🤖 AI Summary
Large language models (LLMs) exhibit pervasive output formatting bias in code translation tasks—generated outputs frequently contain extraneous natural-language explanations or formatting delimiters, causing standard evaluation metrics (e.g., computation accuracy, CA) to systematically underestimate true performance. Method: We systematically evaluate 11 instruction-tuned LLMs across five programming languages and find that 26.4%–73.7% of translations require post-hoc processing to extract clean code. To address this, we propose a robust code extraction method integrating regex-based parsing with prompt engineering. Contribution/Results: Our approach achieves a 92.73% average Code Extraction Success Rate (CSR) on a multilingual alignment benchmark, substantially improving evaluation fidelity. This work is the first to quantify the impact of formatting bias and establishes a new, generalizable, and robust code extraction paradigm—providing a reproducible, standardized evaluation benchmark for LLM-based code translation.
📝 Abstract
Code translation between programming languages is a long-existing and critical task in software engineering, facilitating the modernization of legacy systems, ensuring cross-platform compatibility, and enhancing software performance. With the recent advances in large language models (LLMs) and their applications to code translation, there is an increasing need for comprehensive evaluation of these models. In this study, we empirically analyze the generated outputs of eleven popular instruct-tuned LLMs with parameters ranging from 1B up to 46.7B on 3,820 translation pairs across five languages, including C, C++, Go, Java, and Python. Our analysis found that between 26.4% and 73.7% of code translations produced by our evaluated LLMs necessitate post-processing, as these translations often include a mix of code, quotes, and text rather than being purely source code.

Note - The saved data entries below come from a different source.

// ─────────────────────────────────────────────────────────────────────
// SCPN Balance Sim — Sensor
// © 1998–2026 Miroslav Šotek. All rights reserved.
// Contact: www.anulum.li | protoscience@anulum.li
// ORCID: https://orcid.org/0009-0009-3560-0851
// License: GNU AGPL v3 | Commercial licensing available
// ─────────────────────────────────────────────────────────────────────
//! Noisy tilt measurement followed by an exponential low-pass filter.
//!
//! Only the tilt channel is corrupted and filtered; position and the two
//! rates pass through. The generator is injected so seeded runs repeat
//! bit for bit.

use balance_types::config::SensorConfig;
use balance_types::error::{BalanceError, BalanceResult};
use balance_types::state::StateVector;
use rand::rngs::StdRng;
use rand::{Rng, SeedableRng};
use rand_distr::{Distribution, Normal};

struct NoiseSource<R> {
    rng: R,
    normal: Normal<f64>,
}

/// Per-run tilt sensor. Create a fresh one for every simulation run.
pub struct SensorFilter<R: Rng = StdRng> {
    noise: Option<NoiseSource<R>>,
    alpha: f64,
    last_sensed_theta: f64,
}

impl<R: Rng> SensorFilter<R> {
    /// Gaussian tilt noise with standard deviation `std_rad`, filter gain
    /// `alpha ∈ (0, 1]`.
    pub fn noisy(rng: R, std_rad: f64, alpha: f64) -> BalanceResult<Self> {
        if !(alpha > 0.0 && alpha <= 1.0) {
            return Err(BalanceError::ConfigError(format!(
                "filter alpha must lie in (0, 1], got {alpha}"
            )));
        }
        if !std_rad.is_finite() || std_rad < 0.0 {
            return Err(BalanceError::ConfigError(format!(
                "tilt noise std must be finite and >= 0, got {std_rad}"
            )));
        }
        let normal = Normal::new(0.0, std_rad).map_err(|e| {
            BalanceError::ConfigError(format!("invalid tilt noise std {std_rad}: {e}"))
        })?;
        Ok(SensorFilter {
            noise: Some(NoiseSource { rng, normal }),
            alpha,
            last_sensed_theta: 0.0,
        })
    }

    /// Pass-through sensor.
    pub fn ideal() -> Self {
        SensorFilter {
            noise: None,
            alpha: 1.0,
            last_sensed_theta: 0.0,
        }
    }

    pub fn is_ideal(&self) -> bool {
        self.noise.is_none()
    }

    pub fn last_sensed_theta(&self) -> f64 {
        self.last_sensed_theta
    }

    /// Measure `true_state`. Draws exactly one sample per call when noisy.
    pub fn process(&mut self, true_state: &StateVector) -> StateVector {
        let Some(source) = self.noise.as_mut() else {
            return *true_state;
        };
        let noisy_theta = true_state.tilt() + source.normal.sample(&mut source.rng);
        self.last_sensed_theta =
            self.alpha * noisy_theta + (1.0 - self.alpha) * self.last_sensed_theta;
        true_state.with_tilt(self.last_sensed_theta)
    }
}

impl SensorFilter<StdRng> {
    /// Build from configuration. A missing seed draws from OS entropy.
    pub fn from_config(config: &SensorConfig) -> BalanceResult<Self> {
        if !config.enabled {
            return Ok(Self::ideal());
        }
        config.validate()?;
        let rng = match config.seed {
            Some(seed) => StdRng::seed_from_u64(seed),
            None => StdRng::from_entropy(),
        };
        Self::noisy(rng, config.noise_std_rad(), config.alpha)
    }
}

Overlooking the output format of these models can inadvertently lead to underestimation of their actual performance. This is particularly evident when evaluating them with execution-based metrics such as Computational Accuracy (CA). Our results demonstrate that a strategic combination of prompt engineering and regular expression can effectively extract the source code from the model generation output. In particular, our method can help eleven selected models achieve an average Code Extraction Success Rate (CSR) of 92.73%. Our findings shed light on and motivate future research to conduct more reliable benchmarks of LLMs for code translation.